R3 予備試験 憲法 再現答案

第1 b市歴史的環境保護条例のうち、広告物掲示の原則禁止を定める規定(以下、本件規定①)がC地区で自由に広告物を掲載する自由を侵害し、憲法21条1項に反しないか。

 1 憲法21条1項は表現の自由を保障しているところ、広告物の掲載は当然に表現に当たるから上記自由は21条1項による保障を受ける。 

   そして、本件規定①によってC地区では「特別規制区域内の歴史的な環境を向上させるものと認められる」ものでない限り、原則として広告物を掲載することができなくなっているから上記自由への制約がある。

 2 表現の自由は思想や見識を自由に伝達し、もって民主主義的自己統治に資することと思想の自由市場を保護する点に保障根拠が存するところ、広告物の掲載は営利的な動機に基づくものであり、上記保障根拠が必ずしも妥当しないから権利の重要性は相対的に低い。

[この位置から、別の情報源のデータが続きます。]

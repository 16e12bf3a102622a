//! # Keplerian orbital elements
//!
//! This module defines [`OrbitalElements`], the **classical element set** that fully
//! describes one body on a fixed, bound Keplerian orbit around a central mass.
//!
//! ## Elements
//!
//! 1. **a** – Semi-major axis (length unit of the output positions, AU in practice)
//! 2. **e** – Eccentricity (unitless, `0 ≤ e < 1`)
//! 3. **i** – Inclination (radians)
//! 4. **ω** – Argument of periastron (radians)
//! 5. **Ω** – Longitude of ascending node (radians)
//! 6. **T** – Orbital period (time unit, days in practice)
//! 7. **T0** – Epoch of periastron passage (same time unit as `T`)
//!
//! The period is supplied directly: no mass is involved and Kepler's third law is
//! never used to derive it.
//!
//! ## Validation
//!
//! Every constructor (including deserialization) checks the elements against their
//! physically meaningful range and returns an [`OrbitError`] domain error otherwise.
//! Once built, an [`OrbitalElements`] value is immutable.
//!
//! ## Example
//!
//! ```rust
//! use sky_orbits::keplerian_element::OrbitalElements;
//!
//! // a, e, i, ω, Ω in degrees, T and T0 in days
//! let elem = OrbitalElements::from_degrees(10.0, 0.02, 70.0, 20.0, -15.0, 10957.5, 1.88).unwrap();
//! assert_eq!(elem.eccentricity(), 0.02);
//! ```
use std::fmt;

use serde::{Deserialize, Serialize};

use crate::{
    constants::{Day, Degree, Radian, DPI, RADEG},
    orbit_errors::OrbitError,
};

/// Keplerian orbital elements of one body (bound orbit, fixed in time).
///
/// Units
/// -----
/// * `semi_major_axis`: length (AU in practice), `> 0`.
/// * `eccentricity`: unitless, `0 ≤ e < 1`.
/// * `inclination`: radians.
/// * `periapsis_argument`: radians (ω).
/// * `ascending_node_longitude`: radians (Ω).
/// * `period`: time (days in practice), `> 0`.
/// * `periastron_epoch`: time of periastron passage, same unit as `period`.
///
/// See also
/// --------
/// * [`OrbitalElements::new`] – Validating constructor (radians).
/// * [`OrbitalElements::from_degrees`] – Validating constructor (degrees).
#[derive(Debug, PartialEq, Clone, Serialize, Deserialize)]
#[serde(try_from = "UncheckedElements")]
pub struct OrbitalElements {
    semi_major_axis: f64,
    eccentricity: f64,
    inclination: Radian,
    periapsis_argument: Radian,
    ascending_node_longitude: Radian,
    period: Day,
    periastron_epoch: Day,
}

/// Field-for-field mirror of [`OrbitalElements`], deserialized before validation.
#[derive(Deserialize)]
struct UncheckedElements {
    semi_major_axis: f64,
    eccentricity: f64,
    inclination: Radian,
    periapsis_argument: Radian,
    ascending_node_longitude: Radian,
    period: Day,
    periastron_epoch: Day,
}

impl TryFrom<UncheckedElements> for OrbitalElements {
    type Error = OrbitError;

    fn try_from(raw: UncheckedElements) -> Result<Self, Self::Error> {
        OrbitalElements::new(
            raw.semi_major_axis,
            raw.eccentricity,
            raw.inclination,
            raw.periapsis_argument,
            raw.ascending_node_longitude,
            raw.period,
            raw.periastron_epoch,
        )
    }
}

/// Check that `e` is a bound-orbit eccentricity.
///
/// Return
/// ------
/// * `Ok(())` if `0 ≤ e < 1`, [`OrbitError::InvalidEccentricity`] otherwise (NaN included).
pub fn check_eccentricity(e: f64) -> Result<(), OrbitError> {
    if (0.0..1.0).contains(&e) {
        Ok(())
    } else {
        Err(OrbitError::InvalidEccentricity(e))
    }
}

fn check_finite(name: &'static str, value: f64) -> Result<(), OrbitError> {
    if value.is_finite() {
        Ok(())
    } else {
        Err(OrbitError::InvalidElement {
            name,
            value,
            reason: "must be finite",
        })
    }
}

fn check_positive(name: &'static str, value: f64) -> Result<(), OrbitError> {
    check_finite(name, value)?;
    if value > 0.0 {
        Ok(())
    } else {
        Err(OrbitError::InvalidElement {
            name,
            value,
            reason: "must be strictly positive",
        })
    }
}

impl OrbitalElements {
    /// Build a validated element set, angles in radians.
    ///
    /// Arguments
    /// ---------
    /// * `semi_major_axis` – `a > 0`.
    /// * `eccentricity` – `0 ≤ e < 1`.
    /// * `inclination` – `i` (rad).
    /// * `periapsis_argument` – `ω` (rad).
    /// * `ascending_node_longitude` – `Ω` (rad).
    /// * `period` – `T > 0`.
    /// * `periastron_epoch` – `T0`.
    ///
    /// Return
    /// ------
    /// * The element set, or a domain error naming the first offending element.
    #[allow(clippy::too_many_arguments)]
    pub fn new(
        semi_major_axis: f64,
        eccentricity: f64,
        inclination: Radian,
        periapsis_argument: Radian,
        ascending_node_longitude: Radian,
        period: Day,
        periastron_epoch: Day,
    ) -> Result<Self, OrbitError> {
        check_positive("semi_major_axis", semi_major_axis)?;
        check_eccentricity(eccentricity)?;
        check_finite("inclination", inclination)?;
        check_finite("periapsis_argument", periapsis_argument)?;
        check_finite("ascending_node_longitude", ascending_node_longitude)?;
        check_positive("period", period)?;
        check_finite("periastron_epoch", periastron_epoch)?;

        Ok(Self {
            semi_major_axis,
            eccentricity,
            inclination,
            periapsis_argument,
            ascending_node_longitude,
            period,
            periastron_epoch,
        })
    }

    /// Same as [`OrbitalElements::new`] with the three angles given in degrees.
    #[allow(clippy::too_many_arguments)]
    pub fn from_degrees(
        semi_major_axis: f64,
        eccentricity: f64,
        inclination: Degree,
        periapsis_argument: Degree,
        ascending_node_longitude: Degree,
        period: Day,
        periastron_epoch: Day,
    ) -> Result<Self, OrbitError> {
        Self::new(
            semi_major_axis,
            eccentricity,
            inclination * RADEG,
            periapsis_argument * RADEG,
            ascending_node_longitude * RADEG,
            period,
            periastron_epoch,
        )
    }

    pub fn semi_major_axis(&self) -> f64 {
        self.semi_major_axis
    }

    pub fn eccentricity(&self) -> f64 {
        self.eccentricity
    }

    pub fn inclination(&self) -> Radian {
        self.inclination
    }

    pub fn periapsis_argument(&self) -> Radian {
        self.periapsis_argument
    }

    pub fn ascending_node_longitude(&self) -> Radian {
        self.ascending_node_longitude
    }

    pub fn period(&self) -> Day {
        self.period
    }

    pub fn periastron_epoch(&self) -> Day {
        self.periastron_epoch
    }

    /// Mean motion `n = 2π / T` (rad per time unit).
    pub fn mean_motion(&self) -> f64 {
        DPI / self.period
    }

    /// Periastron distance `q = a(1 − e)`.
    pub fn periastron_distance(&self) -> f64 {
        self.semi_major_axis * (1.0 - self.eccentricity)
    }

    /// Apoastron distance `Q = a(1 + e)`.
    pub fn apoastron_distance(&self) -> f64 {
        self.semi_major_axis * (1.0 + self.eccentricity)
    }
}

impl fmt::Display for OrbitalElements {
    fn fmt(&self, f: &mut fmt::Formatter<'_>) -> fmt::Result {
        let rad_to_deg = 1.0 / RADEG;
        writeln!(f, "Keplerian Elements")?;
        writeln!(f, "-------------------------------------------")?;
        writeln!(
            f,
            "  a   (semi-major axis)       = {:.6}",
            self.semi_major_axis
        )?;
        writeln!(
            f,
            "  e   (eccentricity)          = {:.6}",
            self.eccentricity
        )?;
        writeln!(
            f,
            "  i   (inclination)           = {:.6} rad ({:.6}°)",
            self.inclination,
            self.inclination * rad_to_deg
        )?;
        writeln!(
            f,
            "  ω   (argument of periastron)= {:.6} rad ({:.6}°)",
            self.periapsis_argument,
            self.periapsis_argument * rad_to_deg
        )?;
        writeln!(
            f,
            "  Ω   (longitude of node)     = {:.6} rad ({:.6}°)",
            self.ascending_node_longitude,
            self.ascending_node_longitude * rad_to_deg
        )?;
        writeln!(f, "  T   (period)                = {:.6}", self.period)?;
        writeln!(
            f,
            "  T0  (periastron epoch)      = {:.6}",
            self.periastron_epoch
        )
    }
}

   本件規定①は「特別規制区域内の歴史的な環境を向上させるものと認められる」ものか否かという表現内容に着目した表現内容規制であるところ、このような規制は思想の自由市場を歪め、又恣意的な規制になりやすいから侵害の程度が強い。しかし、上記のように上記自由は必ずしも上記保障根拠が妥当しないから、その限度で制約は緩やかになる。もっとも、広告物が掲示される公道はいわゆる伝統的パブリックフォーラムとして原則として自由な表現活動が行われるべき場所しての性格を有するから、このような場所で広告物の規制を行うことは強い制約となる。

   以上を踏まえると、本件規定①の目的が重要で、かつ手段に必要性と相当性が認められない限り違憲となる。

 3 まず、本件規定①の目的は、C地区の歴史的な環境を維持し向上させる点にあるところ、C地区は江戸時代に宿場町として栄え、現在もその趣を濃厚に残している地区であるところ、住民Dらの運動も相まって、C地区の整備が進み現在は観光地としても発達しているところ、このような地区の歴史的な景観を保護することは住民全体の重要な利益と言えるから、上記目的は重要な目的と言える。

   そして、上記目的を達成するために、「特別規制区域内の歴史的な環境を向上させるものと認められる」ものでない限り、原則として広告物を掲載することを禁止しているところ、このような手段を採れば、歴史的な景観が保護され、上記目的の達成に資するものと言える。

   もっとも、広告物のうち、歴史的環境を維持させるものの掲示さえ禁止していることは広範な規制と言える。歴史的環境を維持するものは上記目的の達成に資するものであるし、維持する広告物が増加すれば全体として街並みに溶け込む広告物の割合は増加するからである。

  従って、上記手段のうち、維持するものまでも禁止していることは必要性を欠く。

4 以上より、本件規定①は違憲である。

第2 本件規定②は憲法14条1項に違反しないか。

1 本件規定②は同じC地区でビラを配布しようとする者のなかでC地区に店舗を有するかいなかによって印刷物の配布が禁止されるか異なるとの別異取扱い(以下、本件別異取扱い)がある。

2 憲法14条1項は平等原則を定めているところ、ここにいう「平等」とは、同じものを等しく取り扱うという相対的平等を定めたものであり、合理的理由のある別異取扱いを禁止しているわけではない。このように解さなければかえって平等を損なう。

3 では本件別異取扱いに合理的理由は認められるか。以下検討する。

  まず本件別に取り扱いの目的はC地区内での歴史的な環境を維持向上する点にある。上述したようにかかる目的は重要であり、本件別異取扱いの目的は合理的な理由がある。

  一方で、本件別異取り扱いは「C地区内に店舗を有するか否か」という観点から印刷物の配布を認めるか否かを決定するものであるところ、その理由として担当者は「そのような印刷物はC地区の歴史伝統に何らかの関わりのあるものであって、C地区の歴史的な環境を損なうとは言えない」ことを挙げている。しかし、C地区に存在する店舗には、チェーン店などのC地区の歴史とは強い関係を有さず、歴史伝統に何らかの関わりがあるとは言えない店舗も存在するし、一方でC地区からは外れているものの、C地区の近隣で、C地区の歴史伝統に関わる店舗を営み、歴史の維持向上に資する印刷物を配布して居るものものも存在すると考えられる。そうすると、本件別異取扱いは目的との間に関連性が見出せず、本件別異取扱位の内容は合理的な理由を欠く。

4 以上より、本件規定②は違憲である。